There’s a race on to lead a resurgence of traditional garage rock bands we’d been wrongly told there was no market for anymore. There is of course a huge market for guitar bands that hark back to a better past, it’s just a matter of finding the good ones. While Americans Mona and Slough’s Brother gear themselves up, Londoners The Vaccines have found themselves in pole position as this clutch of new lad acts all emerge together.
The Vaccines’ position in the class of 2011 was cemented following a by-all-accounts bedlam of a free gig at the recently-departed London venue The Flowerpot. From then on a gig in a venue of KCLSU size was never going to be easy to get a ticket for, and tonight’s student union date fast sold out.
The four-piece, led by Justin Young (formerly known as folk singer Jay Jay Pistolet), look endearingly unstylish in their cardigans and bad haircuts. For a band riding a hype-wave, they don’t seem weighed down by self-consciousness or calculated cool. Young is a likeable frontman, his decent voice doing the job, his manners impeccable and his demeanour free from the swaggering alpha male you might expect.
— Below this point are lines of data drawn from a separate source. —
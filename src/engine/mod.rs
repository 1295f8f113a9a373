//! The archive engine interface.
//!
//! An [`Engine`] owns one archive resource: it answers metadata queries,
//! records staged modifications in its own journal, decodes entry payloads and
//! finally commits or discards the journal. Engines are single-threaded; the
//! [`Archive`](crate::Archive) session serializes every call behind its lock.
//!
//! [`ZipEngine`] is the implementation shipped with this crate.

mod journal;
mod zip_engine;

pub use self::zip_engine::{ZipEngine, ZipStream};

use std::io;
use std::path::PathBuf;
use std::sync::Arc;

use crate::method::{CompressionMethod, EncryptionMethod};
use crate::password::Password;
use crate::progress::CommitProgress;
use crate::timestamp::Timestamp;
use crate::Result;

/// Engine-level metadata of one entry slot.
///
/// Names are raw bytes; the session decodes them with its
/// [`NameCodec`](crate::codec::NameCodec). Comments are decoded by the engine
/// because the container library already does so.
#[derive(Debug, Clone, PartialEq, Eq)]
pub struct EntryRecord {
    /// Slot index.
    pub index: u64,
    /// Encoded name.
    pub raw_name: Vec<u8>,
    /// Modification time, if valid.
    pub modified: Option<Timestamp>,
    /// CRC-32 of the uncompressed data, if known.
    pub crc32: Option<u32>,
    /// Uncompressed size.
    pub size: u64,
    /// Compressed size, if known.
    pub compressed_size: Option<u64>,
    /// Compression method.
    pub compression: CompressionMethod,
    /// Encryption method.
    pub encryption: EncryptionMethod,
    /// General purpose bit flags.
    pub flags: u16,
    /// Raw central directory extra field.
    pub extra: Vec<u8>,
    /// Entry comment.
    pub comment: String,
}

/// Content of an entry being added.
#[derive(Debug, Clone)]
pub enum EntrySource {
    /// In-memory bytes.
    Bytes(Arc<[u8]>),
    /// A byte range of a file on disk, read when the archive is committed.
    ///
    /// `length: None` means "up to the end of the file".
    File {
        /// Source file.
        path: PathBuf,
        /// First byte to include.
        offset: u64,
        /// Number of bytes to include.
        length: Option<u64>,
    },
    /// A directory marker with no content.
    Directory,
}

/// Drives one archive resource.
///
/// Indices address slots. Removing an entry leaves an empty slot behind, so
/// indices of the remaining entries stay stable for the whole session and
/// [`slot_count`](Engine::slot_count) includes removed slots.
pub trait Engine: Send + Sized {
    /// Per-entry read state handed out by [`open_entry`](Engine::open_entry).
    type Stream: Send;

    /// Number of index slots, including removed ones.
    fn slot_count(&self) -> u64;

    /// Metadata for a slot: `Ok(None)` for a removed slot,
    /// [`Error::InvalidIndex`](crate::Error::InvalidIndex) outside `0..slot_count`.
    fn stat(&self, index: u64) -> Result<Option<EntryRecord>>;

    /// Finds the live slot whose raw name equals `raw_name` byte for byte.
    fn locate(&self, raw_name: &[u8]) -> Option<u64>;

    /// Stages a new entry and returns its index.
    ///
    /// If a live entry with the same raw name exists, its content is replaced
    /// and its index returned.
    fn add(&mut self, raw_name: &[u8], source: EntrySource) -> Result<u64>;

    /// Stages a rename.
    fn rename(&mut self, index: u64, raw_name: &[u8]) -> Result<()>;

    /// Stages a removal.
    fn remove(&mut self, index: u64) -> Result<()>;

    /// Stages a compression method change. `level` 0 means engine default.
    fn set_compression(&mut self, index: u64, method: CompressionMethod, level: u32) -> Result<()>;

    /// Stages an encryption method change. `password` is already resolved.
    fn set_encryption(
        &mut self,
        index: u64,
        method: EncryptionMethod,
        password: Option<&Password>,
    ) -> Result<()>;

    /// Stages a modification time change.
    fn set_modified_time(&mut self, index: u64, time: Timestamp) -> Result<()>;

    /// Password used to decode encrypted entries that must be re-encoded on commit.
    fn set_default_password(&mut self, password: Option<&Password>);

    /// The archive comment (staged value if changed).
    fn comment(&self) -> Vec<u8>;

    /// Stages a new archive comment.
    fn set_comment(&mut self, raw: &[u8]) -> Result<()>;

    /// Opens a slot for reading. Password problems surface on the first
    /// [`read`](Engine::read), not here.
    fn open_entry(&mut self, index: u64, password: Option<&Password>) -> Result<Self::Stream>;

    /// Reads decoded bytes from an open stream. Returns 0 at end of data.
    fn read(&mut self, stream: &mut Self::Stream, buf: &mut [u8]) -> Result<usize>;

    /// Skips up to `n` decoded bytes and returns how many were skipped.
    ///
    /// The default reads and discards.
    fn skip(&mut self, stream: &mut Self::Stream, n: u64) -> Result<u64> {
        let mut scratch = [0u8; 8192];
        let mut skipped = 0u64;
        while skipped < n {
            let want = (n - skipped).min(scratch.len() as u64) as usize;
            let got = self.read(stream, &mut scratch[..want])?;
            if got == 0 {
                break;
            }
            skipped += got as u64;
        }
        Ok(skipped)
    }

    /// True if the journal holds anything to commit.
    fn has_changes(&self) -> bool;

    /// Writes the journal to backing storage and releases the resource.
    fn commit(self, progress: &mut CommitProgress<'_>) -> Result<()>;

    /// Drops the journal and releases the resource.
    fn discard(self);
}

/// Reads `len` bytes of a file starting at `offset`.
pub(crate) fn read_file_range(path: &std::path::Path, offset: u64, len: u64) -> io::Result<Vec<u8>> {
    use std::io::{Read, Seek, SeekFrom};

    let mut file = std::fs::File::open(path)?;
    file.seek(SeekFrom::Start(offset))?;
    let mut data = Vec::with_capacity(len.min(1 << 24) as usize);
    file.take(len).read_to_end(&mut data)?;
    if (data.len() as u64) < len {
        return Err(io::Error::new(
            io::ErrorKind::UnexpectedEof,
            format!("{} shrank while staged", path.display()),
        ));
    }
    Ok(data)
}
First single Wrecking Ball is the first track in tonight’s half-hour gig, and immediately exposes the contradiction; this great new hope of a band sound so old-fashioned. At under one-and-a-half minutes of raucousness, its brevity still jars. The song having already made an appearance in the new series of Skins, it seems clear that they’re trying to create these songs for a gap in the market. But while there’s a lot to be said for giving people what they want, it’s all a little too knowing.
Throughout the set you can hear Buddy Holly‘s influence, and they marry up his feel-good pop vibes with the heavier sounds of The Strokes (on Post Break-Up Sex) and Interpol (on All In White). That range of styles bodes well for the album, but for those hoping for them to create a magical energy in the room, it seems strangely absent.
So if there is a genre vacancy for a young sparky garage rock band, are The Vaccines fit for purpose? On tonight’s performance, no. They’re good, but it seems like desperation to force them to be this generation’s saviours as that flag is too heavy for them to bear. Where The Ramones were original, The Strokes had the tunes and The Libertines had the character, The Vaccines have yet to find that something special.
However, while their fans could instead just buy a record by one of those predecessors, that would miss the point. This style of music needs to be reborn every few years by new acts who can be readily seen in venues like this, with new songs heard for the first time by new consumers. And as far as that goes, The Vaccines might not offer anything original but they’re a fun and passable proposition.